Can Tinnitus Subside by Itself?

Concert goers who have ringing in their ears are concerned about whether the ringing will go away on its own.

You just can’t escape from that ringing in your ears. That high pitched buzz in your ear has been nagging you ever since yesterday morning and it still hasn’t disappeared. You know the noise is tinnitus, but you’re starting to question just how permanent tinnitus normally is.

Tinnitus can be caused by injury to the stereocilia inside your ears (they’re the tiny hairs that pick up air vibrations that your brain then turns into intelligible sound). That damage is most often the outcome of excessively loud noise. That’s why you notice tinnitus most commonly after, as an example, attending a concert, spending time in a noisy restaurant, or being seated next to a deafening jet engine while you’re traveling.

How Long Does Tinnitus Persist on Average?

Tinnitus can’t be cured. But that doesn’t mean it won’t ever subside. How long your tinnitus lasts will depend on a wide variety of factors, like your general health and the root cause of your tinnitus.

But if you notice your ears ringing after a noisy day of traveling, a couple of days should be sufficient for you to observe your tinnitus going away. Normally, tinnitus will last 16 to 48 hours. But it’s also not uncommon for symptoms to linger, often for as much as two weeks. Further exposure to loud noises could also trigger tinnitus to flare up again, essentially resetting the clock.

It’s usually suggested that you consult a specialist if your tinnitus continues and especially if your tinnitus is impacting from your quality of life.

What Causes Permanent Tinnitus?

In most cases, tinnitus is temporary. But that means it can be irreversible. When the cause is not ordinary that’s particularly true either in terms of origin or in terms of intensity. Some examples are as follows:

  • Repeated exposure: After one rock show, your ears will probably ring for a couple of days but frequent subjection will result in far more serious consequences. Continued exposure to loud noises can lead to permanent hearing injury, including tinnitus.
  • Hearing loss: In many cases, hearing loss and tinnitus are joined at the hip. So, whatever the cause of your hearing loss is, you may also wind up developing (or noticing) irreversible tinnitus alongside it.
  • Traumatic Brain Injury (TBI): Most of the processing of sound occurs in the brain. When those processors start to misfire, as a result of traumatic brain trauma, tinnitus can be the result.

Permanent tinnitus is substantially less common than its more short-term counterpart. But permanent or chronic tinnitus still impacts millions of Americans every year.

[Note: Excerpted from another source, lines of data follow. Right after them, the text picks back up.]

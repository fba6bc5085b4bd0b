use std::any::{Any, TypeId};
use std::sync::Arc;

use chrono::{DateTime, Utc};

use crate::errors::Result;
use crate::search::holder::HmacEntry;
use crate::search::strategy::HmacStrategyKind;
use crate::search::tokenizer::TokenizerKind;

/// Reads a field's plaintext off an entity. `None` stands for null.
pub type Accessor<T> = Arc<dyn Fn(&T) -> Option<String> + Send + Sync>;

/// Writes a field's plaintext back onto an entity.
pub type Mutator<T> = Arc<dyn Fn(&mut T, Option<String>) + Send + Sync>;

/// Walks every child value of a cascade field, handing each to the visitor.
/// A collection-valued field calls the visitor once per element.
pub type CascadeWalk<T> =
    Arc<dyn Fn(&mut T, &mut dyn FnMut(&mut dyn Any) -> Result<()>) -> Result<()> + Send + Sync>;

/// How a registered field participates in protection.
#[derive(Debug, Clone, Copy, PartialEq, Eq)]
pub enum FieldRole {
    /// Value travels inside the entity's encrypted blob.
    Encrypt,
    /// Value is hashed for lookup and/or uniqueness.
    Hmac,
    /// Value is another registered entity (or a collection of them) that is
    /// protected recursively.
    Cascade,
    /// String field recording the id of the key that encrypted the blob.
    KeyId,
    /// The ciphertext blob itself.
    Blob,
}

/// What an HMAC field's hashes are used for.
#[derive(Clone, Debug)]
pub enum HmacPurpose {
    /// Equality search over the plaintext; tokenizers fan out extra
    /// searchable variants.
    Lookup { tokenizers: Vec<TokenizerKind> },
    /// Uniqueness enforcement. An optional field that is null simply
    /// produces no hash.
    Unique { optional: bool },
}

/// Membership of a field in a named compound-uniqueness group.
#[derive(Debug, Clone)]
pub struct GroupMember {
    pub group: String,
    /// 1-based position inside the group; orders must form exactly 1..N.
    pub order: u32,
    /// A null optional member skips the whole compound hash.
    pub optional: bool,
}

/// Permission to keep an encrypted field's plaintext column alive while a
/// data migration is in flight.
#[derive(Debug, Clone)]
pub struct MigrationWaiver {
    pub justification: String,
    pub complete_by: DateTime<Utc>,
}

/// One field of an entity, declared for registration.
///
/// Constructors fix the role; builder methods add purposes, group
/// membership, and persistence waivers. All rule checking happens at
/// registration, not here.
pub struct FieldDescriptor<T> {
    pub(crate) name: String,
    pub(crate) role: FieldRole,
    pub(crate) get: Option<Accessor<T>>,
    pub(crate) set: Option<Mutator<T>>,
    /// False once the caller declares the backing column still exists.
    pub(crate) transient: bool,
    pub(crate) waiver: Option<MigrationWaiver>,
    pub(crate) purposes: Vec<HmacPurpose>,
    pub(crate) group: Option<GroupMember>,
    pub(crate) cascade_target: Option<(TypeId, String)>,
    pub(crate) walk: Option<CascadeWalk<T>>,
}

impl<T: 'static> FieldDescriptor<T> {
    fn bare(name: impl Into<String>, role: FieldRole) -> Self {
        Self {
            name: name.into(),
            role,
            get: None,
            set: None,
            transient: true,
            waiver: None,
            purposes: Vec::new(),
            group: None,
            cascade_target: None,
            walk: None,
        }
    }

    /// A field whose plaintext is carried only inside the encrypted blob.
    pub fn encrypted(
        name: impl Into<String>,
        get: impl Fn(&T) -> Option<String> + Send + Sync + 'static,
        set: impl Fn(&mut T, Option<String>) + Send + Sync + 'static,
    ) -> Self {
        let mut field = Self::bare(name, FieldRole::Encrypt);
        field.get = Some(Arc::new(get));
        field.set = Some(Arc::new(set));
        field
    }

    /// A field hashed for search or uniqueness. Add at least one purpose or
    /// group membership before registering.
    pub fn hmac(
        name: impl Into<String>,
        get: impl Fn(&T) -> Option<String> + Send + Sync + 'static,
    ) -> Self {
        let mut field = Self::bare(name, FieldRole::Hmac);
        field.get = Some(Arc::new(get));
        field
    }

    /// The entity's ciphertext blob field.
    pub fn blob(
        name: impl Into<String>,
        get: impl Fn(&T) -> Option<String> + Send + Sync + 'static,
        set: impl Fn(&mut T, Option<String>) + Send + Sync + 'static,
    ) -> Self {
        let mut field = Self::bare(name, FieldRole::Blob);
        field.get = Some(Arc::new(get));
        field.set = Some(Arc::new(set));
        field
    }

    /// The string field recording which key encrypted the blob.
    pub fn key_id(
        name: impl Into<String>,
        get: impl Fn(&T) -> Option<String> + Send + Sync + 'static,
        set: impl Fn(&mut T, Option<String>) + Send + Sync + 'static,
    ) -> Self {
        let mut field = Self::bare(name, FieldRole::KeyId);
        field.get = Some(Arc::new(get));
        field.set = Some(Arc::new(set));
        field
    }

    /// A field holding child entities of type `C`, protected recursively.
    /// `C` must be registered before this entity.
    pub fn cascade<C: 'static>(
        name: impl Into<String>,
        walk: impl Fn(&mut T, &mut dyn FnMut(&mut dyn Any) -> Result<()>) -> Result<()>
            + Send
            + Sync
            + 'static,
    ) -> Self {
        let mut field = Self::bare(name, FieldRole::Cascade);
        field.cascade_target = Some((TypeId::of::<C>(), short_type_name::<C>().to_string()));
        field.walk = Some(Arc::new(walk));
        field
    }

    /// Declare that the field's backing column still exists. Registration
    /// then requires a migration waiver.
    pub fn persisted(mut self) -> Self {
        self.transient = false;
        self
    }

    pub fn migration_waiver(
        mut self,
        justification: impl Into<String>,
        complete_by: DateTime<Utc>,
    ) -> Self {
        self.waiver = Some(MigrationWaiver {
            justification: justification.into(),
            complete_by,
        });
        self
    }

    pub fn lookup(mut self, tokenizers: Vec<TokenizerKind>) -> Self {
        self.purposes.push(HmacPurpose::Lookup { tokenizers });
        self
    }

    pub fn unique(mut self) -> Self {
        self.purposes.push(HmacPurpose::Unique { optional: false });
        self
    }

    pub fn unique_optional(mut self) -> Self {
        self.purposes.push(HmacPurpose::Unique { optional: true });
        self
    }

    pub fn in_group(mut self, group: impl Into<String>, order: u32) -> Self {
        self.group = Some(GroupMember {
            group: group.into(),
            order,
            optional: false,
        });
        self
    }

    pub fn in_group_optional(mut self, group: impl Into<String>, order: u32) -> Self {
        self.group = Some(GroupMember {
            group: group.into(),
            order,
            optional: true,
        });
        self
    }
}

/// Accessor pair for the entity's persisted lookup or unique hash list.
pub struct HashListBinding<T> {
    pub(crate) get: Arc<dyn Fn(&T) -> Vec<HmacEntry> + Send + Sync>,
    pub(crate) set: Arc<dyn Fn(&mut T, Vec<HmacEntry>) + Send + Sync>,
}

impl<T> Clone for HashListBinding<T> {
    fn clone(&self) -> Self {
        Self {
            get: Arc::clone(&self.get),
            set: Arc::clone(&self.set),
        }
    }
}

/// Everything the registry needs to know about one entity type.
pub struct EntityDescriptor<T> {
    pub(crate) name: String,
    pub(crate) fields: Vec<FieldDescriptor<T>>,
    pub(crate) lookup_hashes: Option<HashListBinding<T>>,
    pub(crate) unique_hashes: Option<HashListBinding<T>>,
    pub(crate) hmac_strategy: Option<HmacStrategyKind>,
}

impl<T: 'static> EntityDescriptor<T> {
    pub fn new(name: impl Into<String>) -> Self {
        Self {
            name: name.into(),
            fields: Vec::new(),
            lookup_hashes: None,
            unique_hashes: None,
            hmac_strategy: None,
        }
    }

    pub fn field(mut self, field: FieldDescriptor<T>) -> Self {
        self.fields.push(field);
        self
    }

    /// Bind the entity's lookup-hash list. Required exactly when a field has
    /// a LOOKUP purpose.
    pub fn lookup_hashes(
        mut self,
        get: impl Fn(&T) -> Vec<HmacEntry> + Send + Sync + 'static,
        set: impl Fn(&mut T, Vec<HmacEntry>) + Send + Sync + 'static,
    ) -> Self {
        self.lookup_hashes = Some(HashListBinding {
            get: Arc::new(get),
            set: Arc::new(set),
        });
        self
    }

    /// Bind the entity's unique-hash list. Required exactly when a field has
    /// a UNIQUE purpose or a group membership.
    pub fn unique_hashes(
        mut self,
        get: impl Fn(&T) -> Vec<HmacEntry> + Send + Sync + 'static,
        set: impl Fn(&mut T, Vec<HmacEntry>) + Send + Sync + 'static,
    ) -> Self {
        self.unique_hashes = Some(HashListBinding {
            get: Arc::new(get),
            set: Arc::new(set),
        });
        self
    }

    /// Select the strategy that computes this entity's hashes. Required
    /// exactly when at least one field carries the HMAC role.
    pub fn hmac_strategy(mut self, kind: HmacStrategyKind) -> Self {
        self.hmac_strategy = Some(kind);
        self
    }
}

/// HMAC classification handed to the strategy at registration.
pub(crate) struct HmacFieldSpec<T> {
    pub(crate) name: String,
    pub(crate) get: Accessor<T>,
    pub(crate) purposes: Vec<HmacPurpose>,
    pub(crate) group: Option<GroupMember>,
}

/// Last path segment of a type name, for messages.
pub(crate) fn short_type_name<T: 'static>() -> &'static str {
    let full = std::any::type_name::<T>();
    full.rsplit("::").next().unwrap_or(full)
}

How do You Get Your Tinnitus to Subside?

Whether your tinnitus is short lived or long lived, you may want to find relief as quickly as you can. There is no cure for tinnitus but you can do a few things to minimize the symptoms (though they may last only so long):

  • Stay away from loud noises. Your symptoms might be extended or might become more severe if you keep exposing yourself to loud noises such as rock concerts or a jet engine.
  • Try to stay calm: Maybe it sounds a little… abstract, but higher blood pressure can result in tinnitus episodes so keeping calm can help keep your tinnitus in check.
  • Use earplugs (or earmuffs): If you cannot steer clear of loud environments, then safeguarding your hearing is the next best step. (And, really, you should be protecting your ears even if you don’t have tinnitus.)
  • Find a way to cover up the sound: You can in some cases mask the sound and get a good nights sleep by using some source of white noise including a fan or humidifier.

Regrettably, none of these practices will get rid of long term tinnitus. But decreasing and managing your symptoms can be equally significant.

When Will Your Tinnitus go Away?

In most circumstances, though, your tinnitus will subside without you having to do anything about it. Your hearing should go back to normal within 16 to 48 hours. However, if your tinnitus persists, you’ll want to look for a solution. The sooner you find a treatment that works, the sooner you can experience relief. If you think you have hearing loss (which is commonly associated with tinnitus) you should get your hearing tested.

The site information is for educational and informational purposes only and does not constitute medical advice. To receive personalized advice or treatment, schedule an appointment.